Mobile sports betting would face same many of the same problems as online gambling has
Legal Sports Report

Legal Sports Betting In The US Would Not Instantly Mean Legal Online Sports Betting

Flipping switch on online sports betting
The New Jersey sports betting case heading to the US Supreme Court has let the imaginations of many run wild.

Namely, the prospect of the state winning its appeal to allow sports betting also offers the possibility that a number of other states could quickly move to legalize sports wagering. (Some already are well on their way, including Mississippi and Connecticut.)

And while that may be the case, online and mobile sports betting is not likely to proliferate nearly as quickly as land-based wagering.
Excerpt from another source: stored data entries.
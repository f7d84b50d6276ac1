use crate::alerts::AlertSeverity;
use crate::climate::ClimateLabel;
use crate::dashboard::Dashboard;
use crate::models::WeatherObservation;
use crate::recommendation::PrioritizedAnalysis;

/// Formats the agricultural dashboard into a human-readable string
pub fn format_dashboard(dashboard: &Dashboard) -> String {
    let current = &dashboard.current;
    let mut output = format!(
        "Agricultural Dashboard: {}\n\n\
         Current Conditions ({}):\n  Temperature: {:.1}\u{00b0}F (feels like {:.1}\u{00b0}F)\n  \
         Range: {:.1}\u{00b0}F - {:.1}\u{00b0}F\n  Humidity: {}%\n  Wind Speed: {:.1} mph\n  \
         UV Index: {}\n\n",
        dashboard.city,
        title_case(&current.description),
        current.temperature,
        current.feels_like,
        current.temp_min,
        current.temp_max,
        current.humidity,
        current.wind_speed,
        dashboard.uv_index,
    );

    output.push_str(&format!(
        "Field Metrics:\n  Growing Degree Days: {:.1}\n  Frost Risk: {}\n  Irrigation Need: {}\n  \
         Crop Stage: {}\n  Climate: {}\n\n",
        dashboard.current_gdd,
        dashboard.frost_risk,
        dashboard.irrigation_need,
        dashboard.crop_stage,
        dashboard.climate,
    ));

    if !dashboard.alerts.is_empty() {
        output.push_str("Alerts:\n");
        for alert in &dashboard.alerts {
            let severity = match alert.severity {
                AlertSeverity::Danger => "DANGER",
                AlertSeverity::Warning => "WARNING",
            };
            output.push_str(&format!("  [{}] {}\n", severity, alert.message));
        }
        output.push('\n');
    }

    output.push_str(&format_analysis(&dashboard.analysis));

    if dashboard.forecast.is_empty() {
        output.push_str("Forecast: unavailable\n");
        return output;
    }

    output.push_str("Forecast:\n");
    for day in &dashboard.forecast.days {
        output.push_str(&format!(
            "{}:\n  Temperature: {:.1}\u{00b0}F - {:.1}\u{00b0}F\n  Conditions: {}\n  Humidity: {}%\n  \
             Precipitation: {:.2}\n  GDD: {:.1}\n  Frost Risk: {}\n\n",
            day.date_formatted,
            day.temp_min,
            day.temp_max,
            day.weather,
            day.humidity,
            day.precipitation,
            day.gdd,
            day.frost_risk,
        ));
    }
    output
}

/// Formats the four recommendation categories
pub fn format_analysis(analysis: &PrioritizedAnalysis) -> String {
    let sections = [
        ("Irrigation", &analysis.irrigation_analysis),
        ("Pest Management", &analysis.pest_analysis),
        ("Field Operations", &analysis.field_analysis),
        ("Crop Status", &analysis.crop_analysis),
    ];

    let mut output = String::from("Recommendations:\n");
    for (title, rec) in sections {
        output.push_str(&format!(
            "  {} ({} priority, {}% confidence):\n    {}\n",
            title,
            rec.priority.as_str(),
            rec.confidence,
            rec.recommendation
        ));
    }
    output.push('\n');
    output
}

pub fn format_recommendations(
    city: &str,
    climate: &ClimateLabel,
    analysis: &PrioritizedAnalysis,
) -> String {
    format!(
        "Crop recommendations for {} (climate: {})\n\n{}",
        city,
        climate,
        format_analysis(analysis)
    )
}

/// Formats the basic current weather view
pub fn format_current_weather(observation: &WeatherObservation) -> String {
    format!(
        "{}\n  Status: {}\n  Temperature: {:.1}\u{00b0}F\n  Feels Like: {:.1}\u{00b0}F\n",
        observation.city,
        title_case(&observation.description),
        observation.temperature,
        observation.feels_like
    )
}

/// "light snow" -> "Light Snow"
fn title_case(text: &str) -> String {
    text.split_whitespace()
        .map(|word| {
            let mut chars = word.chars();
            match chars.next() {
                Some(first) => first
                    .to_uppercase()
                    .chain(chars.flat_map(char::to_lowercase))
                    .collect::<String>(),
                None => String::new(),
            }
        })
        .collect::<Vec<_>>()
        .join(" ")
}

#[cfg(test)]
mod tests {
    use super::*;
    use crate::models::Coord;
    use crate::recommendation::fallback_analysis;

    #[test]
    fn title_cases_description() {
        assert_eq!(title_case("light snow"), "Light Snow");
        assert_eq!(title_case("OVERCAST clouds"), "Overcast Clouds");
        assert_eq!(title_case(""), "");
    }

    #[test]
    fn current_weather_view() {
        let observation = WeatherObservation {
            city: "Fresno".to_string(),
            temperature: 91.26,
            feels_like: 89.0,
            temp_max: 93.0,
            temp_min: 70.0,
            humidity: 20.0,
            wind_speed: 6.0,
            condition: "Clear".to_string(),
            description: "clear sky".to_string(),
            rain_1h: None,
            coord: Coord {
                lat: 36.74,
                lon: -119.79,
            },
        };
        let text = format_current_weather(&observation);
        assert!(text.starts_with("Fresno\n"));
        assert!(text.contains("Status: Clear Sky"));
        assert!(text.contains("Temperature: 91.3\u{00b0}F"));
        assert!(text.contains("Feels Like: 89.0\u{00b0}F"));
    }

    #[test]
    fn analysis_lists_all_categories() {
        let text = format_analysis(&fallback_analysis("sunny").prioritized());
        for title in ["Irrigation", "Pest Management", "Field Operations", "Crop Status"] {
            assert!(text.contains(title));
        }
        assert!(text.contains("High priority, 95% confidence"));
    }
}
The lay of the land for mobile sports betting

Here’s where we’re at in the United States in terms of online betting: Not very far.

A trio of states — New Jersey, Nevada and Delaware — have legal online poker or gambling. That’s it. (Pennsylvania appears poised to join them.) A handful of states have legal online lotteries.

Nevada — the only state where you can place single-game sports bets — also has mobile sports betting. And that has proven to be a success, as sports betting handle has increased substantially since its advent.

But in a world where states can change their laws to allow sports betting, there is not likely to be a corresponding groundswell of support for online sports gambling. To think states will instantly legalize sports betting and also allow it to happen online ignores the lack of support for online gambling around the country thus far.

Why online gambling’s progress has been slow

States have gotten more and more comfortable with gambling in recent decades. Whereas Las Vegas and Atlantic City were once the only real bastions of legal gambling, casinos now dot the landscape around the US.

But apart from the growing acceptance of gaming, online gambling of any type in the US brings with it its own baggage:

Education efforts have lagged

Policy makers continually trot out debunked problems with iGaming, including access for minors, geolocation of users and cannibalization of land-based casino revenue. (None of these have been proven to be legitimate concerns.)

Few seem to realize it’s happening already

This goes along with the education idea above. But it’s terribly easy to gamble at unregulated offshore casinos and poker rooms in any state. The “ban” on online gaming in 47 states is a prohibition in name only, and not in practice. Trying to stop gambling on the internet is a fool’s errand. Offering a regulated alternative that allows states to capture that revenue makes far more sense.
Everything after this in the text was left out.